The narratives recorded in Parsha VaYishlach expand on the life of Jacob after he fled from Laban. As he started the final leg of a long journey through often hostile terrain, he became pre-occupied by the thought of meeting his brother Esau. He was unsure whether, in the about thirty-five years that had passed since he had escaped his brother’s wrath, Esau’s anger had dissipated. He was anxious. He was fearful. He assumed the worst.
Jacob accumulated great wealth while in exile and he had proven the most fecund of the Patriarchs. He did what he could to protect his large family and stood ready to give away a fortune for safe passage. However, he was wrong. Esau demonstrated no animus. Quite the opposite he was very warm and hospitable toward his brothers, sister in laws, and nephews and niece. Jacob though, continued to retain doubts about Esau’s sincerity and his intentions. He sidestepped Esau’s’ kind invitation to join his encampment. Eventually Jacob found his way to Shechem (Nablus). There he purchased some land and settled down.
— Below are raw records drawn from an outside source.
use super::geometry::arc_path;
use super::{format_value, svg, HEIGHT, WIDTH};
use common::chart::render::PieRender;
use std::f64::consts::PI;
use yew::prelude::*;

const MARGIN: f64 = 10.0;

pub fn view(chart: &PieRender) -> Html {
    let total: f64 = chart.slices.iter().map(|s| s.value.max(0.0)).sum();
    let half = HEIGHT / 2.0 - MARGIN;
    let cx = if chart.show_legend { HEIGHT / 2.0 + MARGIN } else { WIDTH / 2.0 };
    let cy = HEIGHT / 2.0;
    let outer = half * f64::from(chart.outer_radius);
    let inner = half * f64::from(chart.inner_radius);

    let mut start = 0.0;
    let wedges: Vec<Html> = chart
        .slices
        .iter()
        .filter(|slice| slice.value > 0.0 && total > 0.0)
        .map(|slice| {
            let share = slice.value / total;
            let end = start + share * 2.0 * PI;
            let path = arc_path(cx, cy, outer, inner, start, end);
            start = end;
            html! {
                <path d={path} fill={slice.color.clone()} stroke="white" stroke-width="1"
                      stroke-linejoin={if chart.corner_radius > 0.0 { "round" } else { "miter" }}>
                    <title>{ format!("{}: {} ({:.1}%)", slice.label, format_value(slice.value), share * 100.0) }</title>
                </path>
            }
        })
        .collect();

    svg(html! {
        <>
            { for wedges }
            if chart.show_legend {
                <g font-size="11" fill="#374151">
                    { for chart.slices.iter().enumerate().map(|(i, slice)| {
                        let y = MARGIN + 16.0 * i as f64;
                        let x = HEIGHT + 2.0 * MARGIN;
                        html! {
                            <g>
                                <rect x={x.to_string()} y={y.to_string()} width="10" height="10" fill={slice.color.clone()} />
                                <text x={(x + 14.0).to_string()} y={(y + 9.0).to_string()}>{ &slice.label }</text>
                            </g>
                        }
                    }) }
                </g>
            }
        </>
    })
}
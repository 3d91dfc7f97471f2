use crate::auth::AuthUser;
use crate::db::{now, widgets, Database};
use crate::error::ApiError;
use crate::services::access::widget_for_edit;
use crate::services::widgets::validate_widget;
use actix_web::{web, HttpResponse};
use common::model::widget::Widget;
use common::requests::UpdateWidgetRequest;
use rusqlite::Connection;

/// `PATCH /api/widgets/{id}`: updates the fields present in the body.
pub async fn process(
    user: AuthUser,
    db: web::Data<Database>,
    id: web::Path<String>,
    payload: web::Json<UpdateWidgetRequest>,
) -> Result<HttpResponse, ApiError> {
    let conn = db.connect()?;
    let widget = update_widget(&conn, &user, &id, payload.into_inner())?;
    Ok(HttpResponse::Ok().json(widget))
}

/// A new `config` replaces the old one, except that the stored row snapshot
/// is kept when the new config brings no `data` of its own. The active
/// layer is stored as sent; rendering falls back to layer 0 when it is stale.
pub fn update_widget(
    conn: &Connection,
    user: &AuthUser,
    id: &str,
    req: UpdateWidgetRequest,
) -> Result<Widget, ApiError> {
    let (mut widget, _) = widget_for_edit(conn, user, id)?;

    if let Some(chart_type) = req.chart_type {
        widget.chart_type = chart_type;
    }
    if let Some(title) = req.title {
        widget.title = title.trim().to_string();
    }
    if let Some(mut config) = req.config {
        if config.data.is_none() {
            config.data = widget.config.data.take();
        }
        widget.config = config;
    }
    if let Some(position) = req.position {
        widget.position = position;
    }
    if let Some(layers) = req.layers {
        widget.layers = Some(layers).filter(|l| !l.is_empty());
    }
    if let Some(active_layer) = req.active_layer {
        widget.active_layer = active_layer;
    }
    if let Some(lines) = req.reference_lines {
        widget.reference_lines = Some(lines);
    }
    if let Some(annotations) = req.annotations {
        widget.annotations = Some(annotations);
    }
    if let Some(insights) = req.ai_insights {
        widget.ai_insights = Some(insights).filter(|i| !i.trim().is_empty());
    }
    validate_widget(&widget.chart_type, &widget.config, widget.layers.as_deref())?;
    widget.updated_at = now();
    widgets::update(conn, &widget)?;
    Ok(widget)
}
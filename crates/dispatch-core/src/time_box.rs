use std::time::Duration;
use tokio::time::{sleep_until, Instant};

/// Wall-clock budget for admitting new work.
#[derive(Debug, Clone, Copy)]
pub struct TimeBox {
    start: Instant,
    budget: Option<Duration>,
}

impl TimeBox {
    pub fn start(budget: Option<Duration>) -> Self {
        Self {
            start: Instant::now(),
            budget,
        }
    }

    pub fn budget(&self) -> Option<Duration> {
        self.budget
    }

    pub fn elapsed(&self) -> Duration {
        self.start.elapsed()
    }

    pub fn deadline(&self) -> Option<Instant> {
        self.budget.map(|b| self.start + b)
    }

    pub fn is_closed(&self) -> bool {
        match self.budget {
            Some(budget) => self.elapsed() >= budget,
            None => false,
        }
    }

    /// Resolves once the budget is spent; never resolves without one.
    pub async fn closed(&self) {
        match self.deadline() {
            Some(deadline) => sleep_until(deadline).await,
            None => std::future::pending().await,
        }
    }
}
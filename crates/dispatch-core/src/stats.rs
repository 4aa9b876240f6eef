use std::time::Duration;

const DEFAULT_BUCKET_MS: u64 = 10;
const DEFAULT_BUCKETS: usize = 12_000; // Up to 2 minutes

/// Integer-millisecond latency histogram with fixed-width buckets.
/// Samples beyond the last bucket are counted in it.
#[derive(Debug, Clone)]
pub struct LatencyHistogram {
    bucket_ms: u64,
    buckets: Vec<u64>,
    count: u64,
    total_ms: u64,
    max_ms: u64,
}

impl LatencyHistogram {
    pub fn new() -> Self {
        Self::with_buckets(DEFAULT_BUCKET_MS, DEFAULT_BUCKETS)
    }

    pub fn with_buckets(bucket_ms: u64, buckets: usize) -> Self {
        Self {
            bucket_ms: bucket_ms.max(1),
            buckets: vec![0; buckets.max(1)],
            count: 0,
            total_ms: 0,
            max_ms: 0,
        }
    }

    pub fn record(&mut self, latency: Duration) {
        let latency_ms = latency.as_millis() as u64;
        let bucket_idx = (latency_ms / self.bucket_ms).min((self.buckets.len() - 1) as u64) as usize;
        self.buckets[bucket_idx] += 1;
        self.count += 1;
        self.total_ms = self.total_ms.saturating_add(latency_ms);
        self.max_ms = self.max_ms.max(latency_ms);
    }

    pub fn count(&self) -> u64 {
        self.count
    }

    pub fn total_ms(&self) -> u64 {
        self.total_ms
    }

    pub fn max_ms(&self) -> u64 {
        self.max_ms
    }

    pub fn mean_ms(&self) -> f64 {
        if self.count == 0 {
            0.0
        } else {
            self.total_ms as f64 / self.count as f64
        }
    }

    /// Lower bound in ms of the bucket holding the p-th percentile.
    pub fn percentile(&self, p: u64) -> u64 {
        if self.count == 0 {
            return 0;
        }

        let target = ((self.count * p) / 100).max(1);
        let mut cumulative = 0u64;

        for (bucket_idx, &count) in self.buckets.iter().enumerate() {
            cumulative += count;
            if cumulative >= target {
                return bucket_idx as u64 * self.bucket_ms;
            }
        }

        self.buckets.len() as u64 * self.bucket_ms
    }
}

impl Default for LatencyHistogram {
    fn default() -> Self {
        Self::new()
    }
}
Esau was not a major player in the grand narrative of Sefer Bereshit, which records the lives of the Patriarchs and depicts the story of Joseph. Much like Ishmael, his presence appears as a foil for the ascent of Jacob. The Torah did not depict Esau in dark tones, rather as a big oaf. His persona was “that of a big, athletic, not –too-discerning young man”. True, Esau had threatened Jacob after being cheated of his father’s blessing; but, other then his outburst it doesn’t appear he took any steps to avenge his humiliation. Yet, in Jewish lore, Esau was vilified. It records an angry Esau bent on destroying Jacob, or, more correctly, trying to kill Israel (In an early narrative in the Parsha, Jacob had been renamed Israel).
Esau was nicknamed Edom, red. His descendants were called the Edomites, a tribe which became a long time foe of Israel. Amalek, a grandson of Esau, was the founder of the tribe that attacked the Children of Israel. His descendants included Haman. During the Israelites final dash to the promised Lands, the Edomite people refused them safe passage.
In the books of the Prophets Amos and Ezekiel, Edom was identified as the eternal enemy of Israel. They oppressed the descendants of Jacob and took advantage of the Babylonian destruction of the First Temple, to seize control of parts of the Kingdom of Judah. There are also some allusions to Edom having participated in the destruction of both the First and Second Temples. In the Mishnaic period, especially after the devastation of Israel and its people in the wake of the unsuccessful revolt spear-headed by the enigmatic figure Bar Kochba, Rome became identified with Edom. Perhaps then, because of the conduct of his descendants, his persona as recorded in the Torah was reframed. He was recast as being “utterly wicked, a crafty, bloodthirsty embodiment of evil”. Esau became the archetype anti-Semite. Later Torah commentators adopted and extended this theme.
The Torah records that on the eve of the much anticipated meeting with Esau, Jacob had contact with a mysterious entity. They struggled throughout the night to a stalemate. As sudden as the entity appeared, with the breaking of dawn, he disappeared. This encounter is considered one the most crucial incident in Jacob’s life, yet the identity of the foe is never revealed. The reader is left to imagine who Jacob encountered. Rashi, however, was certain. Rashi cited rabbinical literature to identify the “man” as “the ministering angel of Esau”. Jacob’s encounter with the divine being became only the first act “in the eternal struggle between good and evil, between man’s capacity to perfect himself and Satan’s determination to destroy him spiritually”. In a later commentary, Sforno explained that Jacob’s encounter with this angel was “symbolic of the constant conflict between the forces of Israel and Esau, which will harm and damage Israel over the centuries”.
The events that succeeded Esau were used retroactively to vilify Esau, who thus became one of the greatest villains of the Torah. The sins of the children were thus visited upon the father.